The AWGIEs are created by writers, for writers, and judge the awards on their scrips rather than the finished project.
“Being judged by your peers, it’s so different,” said Bassanelli. “It’s different to being judged on the success of the project, or on how it turns out after production. Obviously, the show’s gone really well which has been fantastic for everyone, but it gets judged on the script.”
In amongst all the mystery of You Don’t Know Me, at the heart of the narrative Bassanelli said that “the family drama is really at the core of it.”
“With the book, it’s a really interesting perspective – from the brother of someone who is accused of murder, or an unsolved crime. Then for the story to look around the family at repercussions for all the members, particularly the younger brother, Noah, I think that’s a nice twist on a mystery. It’s an interesting angle.”
When asked how she approached writing the series, Bassanelli said that “When we set about adapting the novel, I imagined it as someone watching a TV show but for the ears.”
“We had the advantage of the book and the podcast within the book, so that really gave us a lot of help structuring and getting information across that needs to be shared with the audience.
“The book has two narrative strands – Alice and Noah. At first, we started to try and tell those stories side by side, but it just became too complex for the listener. Our producer Jen Goggin came in and helped us structure it in a way that was a little bit easier for the listener to follow. We’re all just discovering what works in audio, especially in fiction. It’s not new – people have been doing radio dramas forever – but it’s not a common format.”

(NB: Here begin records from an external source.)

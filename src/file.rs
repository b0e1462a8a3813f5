//! Filesystem side of the create-or-load flow.
//!
//! - [`resolve_location`] turns a [`Location`] into a directory.
//! - [`ensure_file`] creates the configuration file (and its parent directories)
//!   if it does not exist yet, seeding it from a [`DefaultSource`]. The content
//!   is written to a temporary file first, so the file appears complete or not
//!   at all.
//! - [`read_file`] reads the current content; a missing file reads as empty.
//! - [`write_atomic`] replaces the file by writing a sibling temporary file and
//!   renaming it into place, so readers never observe a half-written document.

use std::fs;
use std::io::{ErrorKind, Write};
use std::path::{Path, PathBuf};

use tempfile::NamedTempFile;

use crate::error::AnnofigError;
use crate::types::{DefaultSource, Location};

/// Resolve a [`Location`] to a concrete directory.
///
/// `app_name` is used by `Location::Platform` to build the platform config
/// directory (e.g. `~/.config/{app_name}/` on Linux).
///
/// Returns `None` if the directory cannot be determined (e.g. no home directory).
pub fn resolve_location(location: &Location, app_name: &str) -> Option<PathBuf> {
    match location {
        Location::Platform => {
            let proj = directories::ProjectDirs::from("", "", app_name)?;
            Some(proj.config_dir().to_path_buf())
        }
        Location::Home(subdir) => {
            let user = directories::UserDirs::new()?;
            Some(user.home_dir().join(subdir))
        }
        Location::Cwd => std::env::current_dir().ok(),
        Location::Path(p) => Some(p.clone()),
    }
}

/// Create `path` if it is missing. Returns `true` if the file was created.
///
/// The default source is only read and copied when the file is created; an
/// existing file is never touched.
pub fn ensure_file(path: &Path, default: Option<&DefaultSource>) -> Result<bool, AnnofigError> {
    if path.exists() {
        return Ok(false);
    }

    let initial = match default {
        Some(source) => Some(read_default(source)?),
        None => None,
    };

    let dir = parent_dir(path).unwrap_or_else(|| Path::new("."));
    fs::create_dir_all(dir).map_err(|e| AnnofigError::FileCreation {
        path: dir.to_path_buf(),
        source: e,
    })?;

    let created = install_new(path, dir, initial.as_deref().unwrap_or_default())?;
    if created {
        tracing::info!(path = %path.display(), "created configuration file");
        if let Some(bytes) = &initial {
            tracing::info!(path = %path.display(), bytes = bytes.len(), "copied default content");
        }
    }
    Ok(created)
}

/// Write `bytes` to a temporary file in `dir` and move it to `path` unless
/// something is already there. A failed write leaves no file behind.
fn install_new(path: &Path, dir: &Path, bytes: &[u8]) -> Result<bool, AnnofigError> {
    let creation_error = |source| AnnofigError::FileCreation {
        path: path.to_path_buf(),
        source,
    };

    let mut tmp = NamedTempFile::new_in(dir).map_err(creation_error)?;
    tmp.write_all(bytes).map_err(|e| AnnofigError::DefaultCopy {
        path: path.to_path_buf(),
        source: e,
    })?;
    tmp.as_file().sync_all().map_err(creation_error)?;
    #[cfg(unix)]
    {
        use std::os::unix::fs::PermissionsExt;
        tmp.as_file()
            .set_permissions(fs::Permissions::from_mode(0o644))
            .map_err(creation_error)?;
    }

    match tmp.persist_noclobber(path) {
        Ok(_) => Ok(true),
        Err(e) if e.error.kind() == ErrorKind::AlreadyExists => Ok(false),
        Err(e) => Err(creation_error(e.error)),
    }
}

fn read_default(source: &DefaultSource) -> Result<Vec<u8>, AnnofigError> {
    match source {
        DefaultSource::Bytes(bytes) => Ok(bytes.to_vec()),
        DefaultSource::Path(p) => fs::read(p).map_err(|e| AnnofigError::DefaultCopy {
            path: p.clone(),
            source: e,
        }),
    }
}

/// Read the file at `path`. A missing file reads as an empty document.
pub fn read_file(path: &Path) -> Result<String, AnnofigError> {
    match fs::read_to_string(path) {
        Ok(content) => Ok(content),
        Err(e) if e.kind() == ErrorKind::NotFound => Ok(String::new()),
        Err(e) => Err(AnnofigError::IoError {
            path: path.to_path_buf(),
            source: e,
        }),
    }
}

/// Replace the content of `path` with `contents` atomically.
///
/// Parent directories are created as needed. The permissions of an existing file
/// are carried over to the replacement.
pub fn write_atomic(path: &Path, contents: &str) -> Result<(), AnnofigError> {
    let dir = parent_dir(path).unwrap_or_else(|| Path::new("."));
    let io_error = |source| AnnofigError::IoError {
        path: path.to_path_buf(),
        source,
    };

    fs::create_dir_all(dir).map_err(|e| AnnofigError::IoError {
        path: dir.to_path_buf(),
        source: e,
    })?;

    let mut tmp = NamedTempFile::new_in(dir).map_err(io_error)?;
    tmp.write_all(contents.as_bytes()).map_err(io_error)?;
    tmp.as_file().sync_all().map_err(io_error)?;
    if let Ok(meta) = fs::metadata(path) {
        tmp.as_file()
            .set_permissions(meta.permissions())
            .map_err(io_error)?;
    }
    tmp.persist(path).map_err(|e| io_error(e.error))?;
    Ok(())
}

fn parent_dir(path: &Path) -> Option<&Path> {
    path.parent().filter(|p| !p.as_os_str().is_empty())
}

#[cfg(test)]
mod tests {
    use super::*;
    use std::borrow::Cow;
    use tempfile::TempDir;

    #[test]
    fn resolve_explicit_path() {
        let p = PathBuf::from("/tmp/myapp");
        let resolved = resolve_location(&Location::Path(p.clone()), "ignored");
        assert_eq!(resolved, Some(p));
    }

    #[test]
    fn resolve_platform_mentions_app() {
        if let Some(dir) = resolve_location(&Location::Platform, "annofig-test-app") {
            assert!(dir.to_string_lossy().contains("annofig-test-app"));
        }
    }

    #[test]
    fn ensure_creates_empty_file_and_parents() {
        let dir = TempDir::new().unwrap();
        let path = dir.path().join("sub").join("dir").join("app.toml");
        assert!(ensure_file(&path, None).unwrap());
        assert_eq!(fs::read_to_string(&path).unwrap(), "");
    }

    #[test]
    fn ensure_copies_default_bytes_verbatim() {
        let dir = TempDir::new().unwrap();
        let path = dir.path().join("app.toml");
        let source = DefaultSource::bytes(b"# seeded\ncount = 3\n");
        assert!(ensure_file(&path, Some(&source)).unwrap());
        assert_eq!(fs::read_to_string(&path).unwrap(), "# seeded\ncount = 3\n");
    }

    #[test]
    fn ensure_copies_default_file() {
        let dir = TempDir::new().unwrap();
        let seed = dir.path().join("seed.toml");
        fs::write(&seed, "count = 9\n").unwrap();
        let path = dir.path().join("app.toml");
        ensure_file(&path, Some(&DefaultSource::Path(seed))).unwrap();
        assert_eq!(fs::read_to_string(&path).unwrap(), "count = 9\n");
    }

    #[test]
    fn ensure_leaves_existing_file_alone() {
        let dir = TempDir::new().unwrap();
        let path = dir.path().join("app.toml");
        fs::write(&path, "count = 1\n").unwrap();
        let source = DefaultSource::Bytes(Cow::Owned(b"count = 2\n".to_vec()));
        assert!(!ensure_file(&path, Some(&source)).unwrap());
        assert_eq!(fs::read_to_string(&path).unwrap(), "count = 1\n");
    }

    #[test]
    fn missing_default_source_is_copy_error() {
        let dir = TempDir::new().unwrap();
        let missing = dir.path().join("nope.toml");
        let path = dir.path().join("app.toml");
        let err = ensure_file(&path, Some(&DefaultSource::Path(missing.clone()))).unwrap_err();
        match err {
            AnnofigError::DefaultCopy { path: p, .. } => assert_eq!(p, missing),
            other => panic!("Expected DefaultCopy, got {other:?}"),
        }
        assert!(!path.exists());
    }

    #[cfg(unix)]
    #[test]
    fn uncreatable_parent_is_creation_error() {
        let dir = TempDir::new().unwrap();
        let blocker = dir.path().join("file");
        fs::write(&blocker, "").unwrap();
        let path = blocker.join("app.toml");
        let err = ensure_file(&path, None).unwrap_err();
        assert!(matches!(err, AnnofigError::FileCreation { .. }));
        assert!(err.to_string().contains("file"));
    }

    #[test]
    fn install_never_replaces_existing_file() {
        let dir = TempDir::new().unwrap();
        let path = dir.path().join("app.toml");
        fs::write(&path, "count = 1\n").unwrap();
        assert!(!install_new(&path, dir.path(), b"count = 2\n").unwrap());
        assert_eq!(fs::read_to_string(&path).unwrap(), "count = 1\n");
        assert_eq!(fs::read_dir(dir.path()).unwrap().count(), 1);
    }

    #[test]
    fn created_file_has_no_temporary_siblings() {
        let dir = TempDir::new().unwrap();
        let path = dir.path().join("app.toml");
        assert!(ensure_file(&path, Some(&DefaultSource::bytes(b"count = 2\n"))).unwrap());
        assert_eq!(fs::read_dir(dir.path()).unwrap().count(), 1);
    }

    #[cfg(unix)]
    #[test]
    fn failed_create_leaves_nothing_behind() {
        use std::os::unix::fs::PermissionsExt;

        let dir = TempDir::new().unwrap();
        let locked = dir.path().join("locked");
        fs::create_dir(&locked).unwrap();
        fs::set_permissions(&locked, fs::Permissions::from_mode(0o555)).unwrap();
        let path = locked.join("app.toml");

        let result = ensure_file(&path, Some(&DefaultSource::bytes(b"count = 2\n")));
        // Root can write anywhere; only assert the failure when it happens.
        match result {
            Err(err) => {
                assert!(matches!(err, AnnofigError::FileCreation { .. }));
                assert!(!path.exists());
                assert_eq!(fs::read_dir(&locked).unwrap().count(), 0);
            }
            Ok(created) => {
                assert!(created);
                assert_eq!(fs::read_to_string(&path).unwrap(), "count = 2\n");
            }
        }

        fs::set_permissions(&locked, fs::Permissions::from_mode(0o755)).unwrap();
    }

    #[test]
    fn read_missing_file_is_empty() {
        let dir = TempDir::new().unwrap();
        assert_eq!(read_file(&dir.path().join("absent.toml")).unwrap(), "");
    }

    #[cfg(unix)]
    #[test]
    fn unreadable_file_returns_io_error() {
        use std::os::unix::fs::PermissionsExt;

        let dir = TempDir::new().unwrap();
        let path = dir.path().join("app.toml");
        fs::write(&path, "count = 1\n").unwrap();
        fs::set_permissions(&path, fs::Permissions::from_mode(0o000)).unwrap();

        // Root can read anything; only assert when the read actually fails.
        if fs::read_to_string(&path).is_err() {
            assert!(matches!(read_file(&path), Err(AnnofigError::IoError { .. })));
        }

        fs::set_permissions(&path, fs::Permissions::from_mode(0o644)).unwrap();
    }

    #[test]
    fn write_atomic_replaces_content() {
        let dir = TempDir::new().unwrap();
        let path = dir.path().join("app.toml");
        fs::write(&path, "old = true\n").unwrap();
        write_atomic(&path, "new = true\n").unwrap();
        assert_eq!(fs::read_to_string(&path).unwrap(), "new = true\n");
        let leftovers = fs::read_dir(dir.path()).unwrap().count();
        assert_eq!(leftovers, 1);
    }

    #[test]
    fn write_atomic_creates_parent_dirs() {
        let dir = TempDir::new().unwrap();
        let path = dir.path().join("a").join("b").join("app.toml");
        write_atomic(&path, "x = 1\n").unwrap();
        assert!(path.exists());
    }

    #[cfg(unix)]
    #[test]
    fn write_atomic_keeps_permissions() {
        use std::os::unix::fs::PermissionsExt;

        let dir = TempDir::new().unwrap();
        let path = dir.path().join("app.toml");
        fs::write(&path, "x = 1\n").unwrap();
        fs::set_permissions(&path, fs::Permissions::from_mode(0o644)).unwrap();
        write_atomic(&path, "x = 2\n").unwrap();
        let mode = fs::metadata(&path).unwrap().permissions().mode() & 0o777;
        assert_eq!(mode, 0o644);
    }
}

[Listent to You Don’t Know Me here]
10 crime podcasts to tune into on LiSTNR in 2024
Australians love their crime podcasts, and LiSTNR has released the top 10 crime podcasts.
1. Disclosed: The Children In The Pictures [Listen here]
2. Fairy Meadow (BBC) [Listen here]
3. Gripped: You Don’t Know Me [Listen here]
4. Crime Insiders: Forensics – The Unabomber [Listen here]
5. Crime Insiders: Detectives – The Hunt for Malcolm Naden [Listen here]
6. The Dry – Audio drama (BBC) [Listen here]
7. The Vanished (Wondery) [Listen here]
8. Crime Junkie – Conspiracy: Philip Island [Listen here]
9. Dateline NBC – The Murdaugh Murders: Inside the Investigation [Listen here]
10. Crime Insiders: In Focus – The Real Chopper: Part 1 & 2 – Man or Myth [Listen here]
The Daily Aus investigate vaping in Australia on Understanding Vaping
ARN’s iHeart and The Daily Aus have announced a three-part podcast series investigating vaping in Australia – the laws, the loopholes and what they’re doing to our lungs.
Zara Seidler, co-founder of The Daily Aus, said “Vaping has quickly become a major challenge, not just in school playgrounds but in politics. It’s an issue young people are directly and disproportionately impacted by, so we wanted to investigate how this has happened, and what happens from here.”
The series features candid discussions with experts and stakeholders across various domains including; Health Minister Mark Butler, Senator Matt Canavan, policy expert Associate Professor Becky Freeman, health expert Professor Emily Banks and toxicologist Dr. Jody Moller.
[Listen to Understanding Vaping here]
Improving your posture with Tiff Hall
On the latest episode of Nova Podcast’s Bounce Forward, host Tiff Hall spoke about the exercises that will improve your posture.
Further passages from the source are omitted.